(Materials provided)

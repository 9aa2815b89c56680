mod app_state;
mod applier;
pub mod clipboard;
mod credentials;
pub mod events;
mod form;
mod preview;
mod progress;
mod reports;
mod scroll;
mod sidebar;
mod syntaxes;
mod themes;
mod workspace;

pub use app_state::*;
pub use applier::*;
pub use credentials::*;
pub use form::*;
pub use preview::*;
pub use progress::*;
pub use reports::*;
pub use scroll::*;
pub use sidebar::*;
pub use syntaxes::*;
pub use themes::*;
pub use workspace::*;
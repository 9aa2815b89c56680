#[cfg(test)]
#[path = "config_test.rs"]
mod tests;

use std::env;
use std::path;

use anyhow::bail;
use anyhow::Result;
use clap::ArgMatches;
use clap::Command;
use dashmap::DashMap;
use once_cell::sync::Lazy;
use strum::EnumIter;
use strum::EnumVariantNames;
use strum::IntoEnumIterator;
use tokio::fs;

use crate::domain::models::EditorName;
use crate::domain::models::Operation;

static CONFIG: Lazy<DashMap<String, String>> = Lazy::new(DashMap::new);

#[derive(Clone, Copy, Debug, Eq, PartialEq, EnumIter, EnumVariantNames, strum::Display)]
#[strum(serialize_all = "kebab-case")]
pub enum ConfigKey {
    #[strum(serialize = "backend-url")]
    BackendURL,
    ConfigFile,
    CredentialsFile,
    Editor,
    Workspace,
    UnitTestsTimeout,
    IntegrationTestsTimeout,
    StressTestsTimeout,
    CoverageTimeout,
    PriorityTimeout,
    RequirementsTimeout,
}

impl ConfigKey {
    /// The timeout key that governs a call site.
    pub fn timeout_for(operation: Operation) -> ConfigKey {
        match operation {
            Operation::UnitTests => return ConfigKey::UnitTestsTimeout,
            Operation::IntegrationTests => return ConfigKey::IntegrationTestsTimeout,
            Operation::StressTests => return ConfigKey::StressTestsTimeout,
            Operation::Coverage => return ConfigKey::CoverageTimeout,
            Operation::TestPriority => return ConfigKey::PriorityTimeout,
            Operation::RequirementsAnalysis | Operation::RequirementsOptimization => {
                return ConfigKey::RequirementsTimeout
            }
        }
    }

    pub fn is_timeout(&self) -> bool {
        return self.to_string().ends_with("-timeout");
    }
}

fn config_dir() -> path::PathBuf {
    #[cfg(not(target_os = "macos"))]
    let dir = dirs::config_dir().unwrap_or_else(|| return path::PathBuf::from("."));
    #[cfg(target_os = "macos")]
    let dir = env::var("HOME")
        .map(|home| return path::PathBuf::from(home).join(".config"))
        .unwrap_or_else(|_| return path::PathBuf::from("."));

    return dir.join("devexy");
}

pub struct Config {}

impl Config {
    pub fn get(key: ConfigKey) -> String {
        if let Some(val) = CONFIG.get(&key.to_string()) {
            return val.to_string();
        }

        return "".to_string();
    }

    pub fn set(key: ConfigKey, value: &str) {
        CONFIG.insert(key.to_string(), value.to_string());
    }

    pub fn default(key: ConfigKey) -> String {
        let config_path = config_dir().join("config.toml");
        let credentials_path = config_dir().join("credentials.json");
        let workspace = env::current_dir()
            .map(|dir| return dir.to_string_lossy().to_string())
            .unwrap_or_default();

        let res = match key {
            ConfigKey::BackendURL => "https://devexy-backend.azurewebsites.net".to_string(),
            ConfigKey::Editor => EditorName::External.to_string(),
            ConfigKey::Workspace => workspace,
            ConfigKey::UnitTestsTimeout => Operation::UnitTests.default_timeout().as_secs().to_string(),
            ConfigKey::IntegrationTestsTimeout => Operation::IntegrationTests
                .default_timeout()
                .as_secs()
                .to_string(),
            ConfigKey::StressTestsTimeout => Operation::StressTests.default_timeout().as_secs().to_string(),
            ConfigKey::CoverageTimeout => Operation::Coverage.default_timeout().as_secs().to_string(),
            ConfigKey::PriorityTimeout => Operation::TestPriority.default_timeout().as_secs().to_string(),
            ConfigKey::RequirementsTimeout => Operation::RequirementsAnalysis
                .default_timeout()
                .as_secs()
                .to_string(),

            // Special
            ConfigKey::ConfigFile => config_path.to_string_lossy().to_string(),
            ConfigKey::CredentialsFile => credentials_path.to_string_lossy().to_string(),
        };

        return res;
    }

    pub async fn load(cmd: Command, clap_arg_matches: Vec<&ArgMatches>) -> Result<()> {
        for key in ConfigKey::iter() {
            Config::set(key, &Config::default(key))
        }

        let mut config_file = Config::default(ConfigKey::ConfigFile);
        for matches in clap_arg_matches.as_slice() {
            if let Ok(Some(arg_config_file)) =
                matches.try_get_one::<String>(&ConfigKey::ConfigFile.to_string())
            {
                config_file = arg_config_file.to_string();
            }
        }

        let config_path = path::PathBuf::from(config_file);
        if config_path.exists() {
            let toml_str = fs::read_to_string(config_path).await?;
            let doc = toml_str.parse::<toml_edit::Document>()?;

            for key in ConfigKey::iter() {
                if key == ConfigKey::ConfigFile {
                    continue;
                }

                if let Some(val) = doc.get(&key.to_string()) {
                    if let Some(val_int) = val.as_integer() {
                        if val_int <= 0 {
                            bail!(format!("config.toml has an invalid value for key '{key}': {val_int}\nTimeouts must be a positive number of seconds"));
                        }
                        Config::set(key, &val_int.to_string());
                    } else if let Some(val_str) = val.as_str() {
                        if val_str.is_empty() {
                            continue;
                        }
                        if key.is_timeout() && val_str.parse::<u64>().is_err() {
                            bail!(format!("config.toml has an invalid value for key '{key}': {val_str}\nTimeouts must be a positive number of seconds"));
                        }
                        Config::set(key, val_str);
                    }
                }
            }
        }

        // Only flags known to the command are consulted; subcommands that don't
        // carry a flag fall through to file and default values.
        let known = cmd
            .get_arguments()
            .filter_map(|arg| return arg.get_long().map(|long| return long.to_string()))
            .collect::<Vec<String>>();

        for key in ConfigKey::iter() {
            if !known.contains(&key.to_string()) {
                continue;
            }
            for matches in clap_arg_matches.as_slice() {
                if let Ok(Some(val)) = matches.try_get_one::<String>(&key.to_string()) {
                    if val.is_empty() {
                        continue;
                    }
                    Config::set(key, val)
                }
            }
        }

        tracing::debug!(
            backend_url = Config::get(ConfigKey::BackendURL),
            workspace = Config::get(ConfigKey::Workspace),
            credentials_file = Config::get(ConfigKey::CredentialsFile),
            "config"
        );

        return Ok(());
    }

    pub fn serialize_default(cmd: Command) -> String {
        let toml_str = ConfigKey::iter()
            .filter_map(|key| {
                if key == ConfigKey::ConfigFile {
                    return None;
                }

                let arg = cmd
                    .get_arguments()
                    .find(|e| return e.get_long() == Some(key.to_string().as_str()))?;

                let mut description = arg.get_help()?.to_string();
                description = description
                    .split("[default:")
                    .next()
                    .unwrap_or_default()
                    .trim()
                    .to_string();

                let mut val = Config::default(key);
                if key == ConfigKey::Workspace {
                    val = format!("# {key} = \"\"");
                } else if val.parse::<u64>().is_ok() {
                    val = format!("{key} = {val}");
                } else {
                    val = format!("{key} = \"{val}\"");
                }

                return Some(format!("# {description}\n{val}"));
            })
            .collect::<Vec<String>>()
            .join("\n\n");

        return toml_str;
    }
}
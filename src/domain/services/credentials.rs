#[cfg(test)]
#[path = "credentials_test.rs"]
mod tests;

use anyhow::Result;

use crate::domain::models::Credential;
use crate::domain::models::DevexyError;
use crate::domain::models::SecretStoreBox;

pub const TOKEN_KEY: &str = "devexy.token";
pub const USERNAME_KEY: &str = "devexy.username";

/// The single login of this installation, kept in host secret storage.
pub struct CredentialStore {
    secrets: SecretStoreBox,
}

impl CredentialStore {
    pub fn new(secrets: SecretStoreBox) -> CredentialStore {
        return CredentialStore { secrets };
    }

    /// Replaces any previous login. A login without a username clears the
    /// stale one so it never outlives its token.
    pub async fn store(&self, token: &str, username: Option<&str>) -> Result<()> {
        self.secrets.store(TOKEN_KEY, token).await?;
        match username {
            Some(username) => self.secrets.store(USERNAME_KEY, username).await?,
            None => self.secrets.delete(USERNAME_KEY).await?,
        }

        tracing::debug!(username = ?username, "stored credential");
        return Ok(());
    }

    pub async fn get(&self) -> Result<Option<String>> {
        let token = self.secrets.get(TOKEN_KEY).await?;
        return Ok(token.filter(|token| return !token.is_empty()));
    }

    pub async fn username(&self) -> Result<Option<String>> {
        return self.secrets.get(USERNAME_KEY).await;
    }

    pub async fn credential(&self) -> Result<Option<Credential>> {
        let token = match self.get().await? {
            Some(token) => token,
            None => return Ok(None),
        };

        return Ok(Some(Credential {
            token,
            username: self.username().await?,
        }));
    }

    /// The token every authenticated request needs.
    pub async fn token(&self) -> Result<String> {
        match self.get().await? {
            Some(token) => return Ok(token),
            None => return Err(DevexyError::not_logged_in().into()),
        }
    }

    pub async fn clear(&self) -> Result<()> {
        self.secrets.delete(TOKEN_KEY).await?;
        self.secrets.delete(USERNAME_KEY).await?;
        tracing::debug!("cleared credential");
        return Ok(());
    }

    pub async fn is_logged_in(&self) -> Result<bool> {
        return Ok(self.get().await?.is_some());
    }
}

(End Materials provided)

* Exercise details: Which of the lines above include the string "Lazy"? Pick them out and copy them.

* Written response:
use once_cell::sync::Lazy;
static CONFIG: Lazy<DashMap<String, String>> = Lazy::new(DashMap::new);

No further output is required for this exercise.